- _What you should do_
Below are some entries; state how many of their lines contain the word "CellcurveError", with nothing else in the reply.

═════ Records provided ═════

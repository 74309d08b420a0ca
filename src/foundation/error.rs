/// Convenience result type used across cellcurve.
pub type CellcurveResult<T> = Result<T, CellcurveError>;

/// Error taxonomy for the fallible edges of the crate.
///
/// Rasterization itself never fails; these errors come from loading documents, validating
/// settings and registering palettes.
#[derive(thiserror::Error, Debug)]
pub enum CellcurveError {
    /// Invalid user-provided document, settings or palette data.
    #[error("validation error: {0}")]
    Validation(String),

    /// Errors when serializing or deserializing data structures.
    #[error("serialization error: {0}")]
    Serde(String),

    /// Wrapped lower-level error from dependencies or IO.
    #[error(transparent)]
    Other(#[from] anyhow::Error),
}

impl CellcurveError {
    /// Build a [`CellcurveError::Validation`] value.
    pub fn validation(msg: impl Into<String>) -> Self {
        Self::Validation(msg.into())
    }

    /// Build a [`CellcurveError::Serde`] value.
    pub fn serde(msg: impl Into<String>) -> Self {
        Self::Serde(msg.into())
    }
}

#[cfg(test)]
#[path = "../../tests/unit/foundation/error.rs"]
mod tests;
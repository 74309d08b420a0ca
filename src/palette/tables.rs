//! Built-in palette data.
//!
//! Rows are `(regions, character, priority)`. Each region set appears at most once per
//! palette; sets not listed fall back to a blank.

use crate::sample::regions::RegionName::{self, BC, BL, BR, MC, ML, MR, TC, TL, TR};

pub(crate) type PatternRow = (&'static [RegionName], char, i32);

const FULL: &[RegionName] = &[TL, TC, TR, ML, MC, MR, BL, BC, BR];
const TOP_SIX: &[RegionName] = &[TL, TC, TR, ML, MC, MR];
const BOTTOM_SIX: &[RegionName] = &[ML, MC, MR, BL, BC, BR];
const LEFT_SIX: &[RegionName] = &[TL, TC, ML, MC, BL, BC];
const RIGHT_SIX: &[RegionName] = &[TC, TR, MC, MR, BC, BR];
const TOP_ROW: &[RegionName] = &[TL, TC, TR];
const MID_ROW: &[RegionName] = &[ML, MC, MR];
const BOTTOM_ROW: &[RegionName] = &[BL, BC, BR];
const LEFT_COL: &[RegionName] = &[TL, ML, BL];
const MID_COL: &[RegionName] = &[TC, MC, BC];
const RIGHT_COL: &[RegionName] = &[TR, MR, BR];
const DIAG_DOWN: &[RegionName] = &[TL, MC, BR];
const DIAG_UP: &[RegionName] = &[TR, MC, BL];
const CROSS: &[RegionName] = &[TC, ML, MC, MR, BC];
const SALTIRE: &[RegionName] = &[TL, TR, MC, BL, BR];
const QUAD_TL: &[RegionName] = &[TL, TC, ML, MC];
const QUAD_TR: &[RegionName] = &[TC, TR, MC, MR];
const QUAD_BL: &[RegionName] = &[ML, MC, BL, BC];
const QUAD_BR: &[RegionName] = &[MC, MR, BC, BR];
const TRI_TL: &[RegionName] = &[TL, TC, TR, ML, MC, BL];
const TRI_TR: &[RegionName] = &[TL, TC, TR, MC, MR, BR];
const TRI_BL: &[RegionName] = &[TL, ML, MC, BL, BC, BR];
const TRI_BR: &[RegionName] = &[TR, MC, MR, BL, BC, BR];
const NO_TL: &[RegionName] = &[TC, TR, ML, MC, MR, BL, BC, BR];
const NO_TR: &[RegionName] = &[TL, TC, ML, MC, MR, BL, BC, BR];
const NO_BL: &[RegionName] = &[TL, TC, TR, ML, MC, MR, BC, BR];
const NO_BR: &[RegionName] = &[TL, TC, TR, ML, MC, MR, BL, BC];
const NO_MC: &[RegionName] = &[TL, TC, TR, ML, MR, BL, BC, BR];

pub(crate) const BLOCK: &[PatternRow] = &[
    (&[], ' ', 0),
    (FULL, '█', 100),
    (NO_MC, '█', 95),
    (NO_BR, '▛', 90),
    (NO_BL, '▜', 90),
    (NO_TR, '▙', 90),
    (NO_TL, '▟', 90),
    (TOP_SIX, '▀', 80),
    (BOTTOM_SIX, '▄', 80),
    (LEFT_SIX, '▌', 80),
    (RIGHT_SIX, '▐', 80),
    (TRI_TL, '▛', 75),
    (TRI_TR, '▜', 75),
    (TRI_BL, '▙', 75),
    (TRI_BR, '▟', 75),
    (QUAD_TL, '▘', 60),
    (QUAD_TR, '▝', 60),
    (QUAD_BL, '▖', 60),
    (QUAD_BR, '▗', 60),
    (&[TL, TC, ML], '▘', 55),
    (&[TC, TR, MR], '▝', 55),
    (&[ML, BL, BC], '▖', 55),
    (&[MR, BC, BR], '▗', 55),
    (&[TL], '▘', 50),
    (&[TR], '▝', 50),
    (&[BL], '▖', 50),
    (&[BR], '▗', 50),
    (DIAG_DOWN, '▚', 45),
    (DIAG_UP, '▞', 45),
    (TOP_ROW, '▔', 40),
    (BOTTOM_ROW, '▁', 40),
    (LEFT_COL, '▏', 40),
    (RIGHT_COL, '▕', 40),
    (MID_ROW, '▬', 30),
    (MID_COL, '▮', 30),
    (&[MC], '▪', 20),
];

pub(crate) const BLOCK_RAMP: &str = " ░▒▓█";

pub(crate) const ANSI: &[PatternRow] = &[
    (&[], ' ', 0),
    (FULL, '#', 100),
    (NO_MC, '#', 95),
    (NO_TL, '#', 90),
    (NO_TR, '#', 90),
    (NO_BL, '#', 90),
    (NO_BR, '#', 90),
    (TOP_SIX, '"', 80),
    (BOTTOM_SIX, 'o', 80),
    (LEFT_SIX, '[', 80),
    (RIGHT_SIX, ']', 80),
    (TRI_TL, 'F', 75),
    (TRI_TR, '7', 75),
    (TRI_BL, 'L', 75),
    (TRI_BR, 'J', 75),
    (QUAD_TL, 'F', 60),
    (QUAD_TR, '7', 60),
    (QUAD_BL, 'L', 60),
    (QUAD_BR, 'J', 60),
    (CROSS, '+', 55),
    (SALTIRE, 'x', 55),
    (&[TL], '`', 50),
    (&[TR], '\'', 50),
    (&[BL], ',', 50),
    (&[BR], '.', 50),
    (DIAG_DOWN, '\\', 45),
    (DIAG_UP, '/', 45),
    (TOP_ROW, '~', 40),
    (MID_ROW, '-', 40),
    (BOTTOM_ROW, '_', 40),
    (LEFT_COL, '|', 40),
    (MID_COL, '|', 40),
    (RIGHT_COL, '|', 40),
    (&[MC], '*', 20),
];

pub(crate) const ANSI_RAMP: &str = " .:-=+*#%@";

pub(crate) const LINE: &[PatternRow] = &[
    (&[], ' ', 0),
    (FULL, '▓', 100),
    (TOP_SIX, '─', 80),
    (BOTTOM_SIX, '─', 80),
    (LEFT_SIX, '│', 80),
    (RIGHT_SIX, '│', 80),
    (CROSS, '┼', 70),
    (SALTIRE, '╳', 70),
    (&[ML, MC, MR, BC], '┬', 65),
    (&[TC, ML, MC, MR], '┴', 65),
    (&[TC, MC, MR, BC], '├', 65),
    (&[TC, ML, MC, BC], '┤', 65),
    (&[MC, MR, BC], '┌', 60),
    (&[ML, MC, BC], '┐', 60),
    (&[TC, MC, MR], '└', 60),
    (&[TC, ML, MC], '┘', 60),
    (DIAG_DOWN, '╲', 45),
    (DIAG_UP, '╱', 45),
    (TOP_ROW, '─', 40),
    (MID_ROW, '─', 40),
    (BOTTOM_ROW, '─', 40),
    (LEFT_COL, '│', 40),
    (MID_COL, '│', 40),
    (RIGHT_COL, '│', 40),
    (&[MC], '·', 20),
];

pub(crate) const LINE_RAMP: &str = " ·─━█";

═════

- _Answer for the task_
5